** Material for this task **
'''

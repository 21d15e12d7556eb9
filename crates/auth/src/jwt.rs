//! HS256 bearer-token decoding behind the [`JwtValidator`] trait.
//!
//! The trait keeps the HTTP layer ignorant of key material; tests swap in
//! whatever validator they need.

use chrono::{DateTime, TimeZone, Utc};
use jsonwebtoken::{Algorithm, DecodingKey, EncodingKey, Header, Validation};
use serde::{Deserialize, Serialize};
use thiserror::Error;

use canteen_core::CustomerId;

use crate::claims::{JwtClaims, TokenValidationError, validate_claims};
use crate::roles::Role;

#[derive(Debug, Error, Clone, PartialEq, Eq)]
pub enum AuthError {
    #[error("token could not be decoded")]
    Malformed,

    #[error(transparent)]
    InvalidClaims(#[from] TokenValidationError),
}

/// Numeric-date wire form of [`JwtClaims`].
#[derive(Debug, Serialize, Deserialize)]
struct WireClaims {
    sub: CustomerId,
    #[serde(default)]
    roles: Vec<Role>,
    iat: i64,
    exp: i64,
}

pub trait JwtValidator: Send + Sync {
    /// Decode and verify a bearer token, then validate its claim window
    /// against `now`.
    fn validate(&self, token: &str, now: DateTime<Utc>) -> Result<JwtClaims, AuthError>;
}

pub struct Hs256JwtValidator {
    decoding_key: DecodingKey,
}

impl Hs256JwtValidator {
    pub fn new(secret: Vec<u8>) -> Self {
        Self {
            decoding_key: DecodingKey::from_secret(&secret),
        }
    }
}

impl JwtValidator for Hs256JwtValidator {
    fn validate(&self, token: &str, now: DateTime<Utc>) -> Result<JwtClaims, AuthError> {
        // Time-window checks are done by `validate_claims` against the
        // caller-supplied clock, not by the decoder.
        let mut validation = Validation::new(Algorithm::HS256);
        validation.validate_exp = false;
        validation.required_spec_claims.clear();

        let decoded = jsonwebtoken::decode::<WireClaims>(token, &self.decoding_key, &validation)
            .map_err(|_| AuthError::Malformed)?;

        let claims = JwtClaims {
            sub: decoded.claims.sub,
            roles: decoded.claims.roles,
            issued_at: timestamp(decoded.claims.iat)?,
            expires_at: timestamp(decoded.claims.exp)?,
        };
        validate_claims(&claims, now)?;
        Ok(claims)
    }
}

fn timestamp(secs: i64) -> Result<DateTime<Utc>, AuthError> {
    Utc.timestamp_opt(secs, 0).single().ok_or(AuthError::Malformed)
}

/// Mint an HS256 token for the given claims. Test and tooling helper; the
/// engine itself never issues tokens.
pub fn encode_token(claims: &JwtClaims, secret: &[u8]) -> Result<String, AuthError> {
    let wire = WireClaims {
        sub: claims.sub,
        roles: claims.roles.clone(),
        iat: claims.issued_at.timestamp(),
        exp: claims.expires_at.timestamp(),
    };
    jsonwebtoken::encode(
        &Header::new(Algorithm::HS256),
        &wire,
        &EncodingKey::from_secret(secret),
    )
    .map_err(|_| AuthError::Malformed)
}

#[cfg(test)]
mod tests {
    use super::*;
    use chrono::Duration;

    const SECRET: &[u8] = b"test-secret";

    fn claims_for(now: DateTime<Utc>) -> JwtClaims {
        JwtClaims {
            sub: CustomerId::new(),
            roles: vec![Role::CUSTOMER],
            issued_at: now - Duration::minutes(1),
            expires_at: now + Duration::hours(1),
        }
    }

    #[test]
    fn round_trips_a_valid_token() {
        let now = Utc::now();
        let claims = claims_for(now);
        let token = encode_token(&claims, SECRET).unwrap();

        let validator = Hs256JwtValidator::new(SECRET.to_vec());
        let decoded = validator.validate(&token, now).unwrap();
        assert_eq!(decoded.sub, claims.sub);
        assert_eq!(decoded.roles, claims.roles);
    }

    #[test]
    fn rejects_wrong_secret() {
        let now = Utc::now();
        let token = encode_token(&claims_for(now), SECRET).unwrap();

        let validator = Hs256JwtValidator::new(b"other-secret".to_vec());
        assert_eq!(validator.validate(&token, now), Err(AuthError::Malformed));
    }

    #[test]
    fn rejects_garbage_token() {
        let validator = Hs256JwtValidator::new(SECRET.to_vec());
        assert_eq!(
            validator.validate("not.a.jwt", Utc::now()),
            Err(AuthError::Malformed)
        );
    }

    #[test]
    fn rejects_expired_token_by_caller_clock() {
        let now = Utc::now();
        let token = encode_token(&claims_for(now), SECRET).unwrap();

        let validator = Hs256JwtValidator::new(SECRET.to_vec());
        let later = now + Duration::hours(2);
        assert_eq!(
            validator.validate(&token, later),
            Err(AuthError::InvalidClaims(TokenValidationError::Expired))
        );
    }
}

'''

** Problem description **
Each of the entries must be set down again exactly.

** Solved problem **
repository 21d15e12d7556eb9
filename crates/auth/src/jwt.rs
//! HS256 bearer-token decoding behind the [`JwtValidator`] trait.
//!
//! The trait keeps the HTTP layer ignorant of key material; tests swap in
//! whatever validator they need.

use chrono::{DateTime, TimeZone, Utc};
use jsonwebtoken::{Algorithm, DecodingKey, EncodingKey, Header, Validation};
use serde::{Deserialize, Serialize};
use thiserror::Error;

use canteen_core::CustomerId;

use crate::claims::{JwtClaims, TokenValidationError, validate_claims};
use crate::roles::Role;

#[derive(Debug, Error, Clone, PartialEq, Eq)]
pub enum AuthError {
    #[error("token could not be decoded")]
    Malformed,

    #[error(transparent)]
    InvalidClaims(#[from] TokenValidationError),
}

/// Numeric-date wire form of [`JwtClaims`].
#[derive(Debug, Serialize, Deserialize)]
struct WireClaims {
    sub: CustomerId,
    #[serde(default)]
    roles: Vec<Role>,
    iat: i64,
    exp: i64,
}

pub trait JwtValidator: Send + Sync {
    /// Decode and verify a bearer token, then validate its claim window
    /// against `now`.
    fn validate(&self, token: &str, now: DateTime<Utc>) -> Result<JwtClaims, AuthError>;
}

pub struct Hs256JwtValidator {
    decoding_key: DecodingKey,
}

impl Hs256JwtValidator {
    pub fn new(secret: Vec<u8>) -> Self {
        Self {
            decoding_key: DecodingKey::from_secret(&secret),
        }
    }
}

impl JwtValidator for Hs256JwtValidator {
    fn validate(&self, token: &str, now: DateTime<Utc>) -> Result<JwtClaims, AuthError> {
        // Time-window checks are done by `validate_claims` against the
        // caller-supplied clock, not by the decoder.
        let mut validation = Validation::new(Algorithm::HS256);
        validation.validate_exp = false;
        validation.required_spec_claims.clear();

        let decoded = jsonwebtoken::decode::<WireClaims>(token, &self.decoding_key, &validation)
            .map_err(|_| AuthError::Malformed)?;

        let claims = JwtClaims {
            sub: decoded.claims.sub,
            roles: decoded.claims.roles,
            issued_at: timestamp(decoded.claims.iat)?,
            expires_at: timestamp(decoded.claims.exp)?,
        };
        validate_claims(&claims, now)?;
        Ok(claims)
    }
}

fn timestamp(secs: i64) -> Result<DateTime<Utc>, AuthError> {
    Utc.timestamp_opt(secs, 0).single().ok_or(AuthError::Malformed)
}

/// Mint an HS256 token for the given claims. Test and tooling helper; the
/// engine itself never issues tokens.
pub fn encode_token(claims: &JwtClaims, secret: &[u8]) -> Result<String, AuthError> {
    let wire = WireClaims {
        sub: claims.sub,
        roles: claims.roles.clone(),
        iat: claims.issued_at.timestamp(),
        exp: claims.expires_at.timestamp(),
    };
    jsonwebtoken::encode(
        &Header::new(Algorithm::HS256),
        &wire,
        &EncodingKey::from_secret(secret),
    )
    .map_err(|_| AuthError::Malformed)
}

#[cfg(test)]
mod tests {
    use super::*;
    use chrono::Duration;

    const SECRET: &[u8] = b"test-secret";

    fn claims_for(now: DateTime<Utc>) -> JwtClaims {
        JwtClaims {
            sub: CustomerId::new(),
            roles: vec![Role::CUSTOMER],
            issued_at: now - Duration::minutes(1),
            expires_at: now + Duration::hours(1),
        }
    }

    #[test]
    fn round_trips_a_valid_token() {
        let now = Utc::now();
        let claims = claims_for(now);
        let token = encode_token(&claims, SECRET).unwrap();

        let validator = Hs256JwtValidator::new(SECRET.to_vec());
        let decoded = validator.validate(&token, now).unwrap();
        assert_eq!(decoded.sub, claims.sub);
        assert_eq!(decoded.roles, claims.roles);
    }

    #[test]
    fn rejects_wrong_secret() {
        let now = Utc::now();
        let token = encode_token(&claims_for(now), SECRET).unwrap();

        let validator = Hs256JwtValidator::new(b"other-secret".to_vec());
        assert_eq!(validator.validate(&token, now), Err(AuthError::Malformed));
    }

    #[test]
    fn rejects_garbage_token() {
        let validator = Hs256JwtValidator::new(SECRET.to_vec());
        assert_eq!(
            validator.validate("not.a.jwt", Utc::now()),
            Err(AuthError::Malformed)
        );
    }

    #[test]
    fn rejects_expired_token_by_caller_clock() {
        let now = Utc::now();
        let token = encode_token(&claims_for(now), SECRET).unwrap();

        let validator = Hs256JwtValidator::new(SECRET.to_vec());
        let later = now + Duration::hours(2);
        assert_eq!(
            validator.validate(&token, later),
            Err(AuthError::InvalidClaims(TokenValidationError::Expired))
        );
    }
}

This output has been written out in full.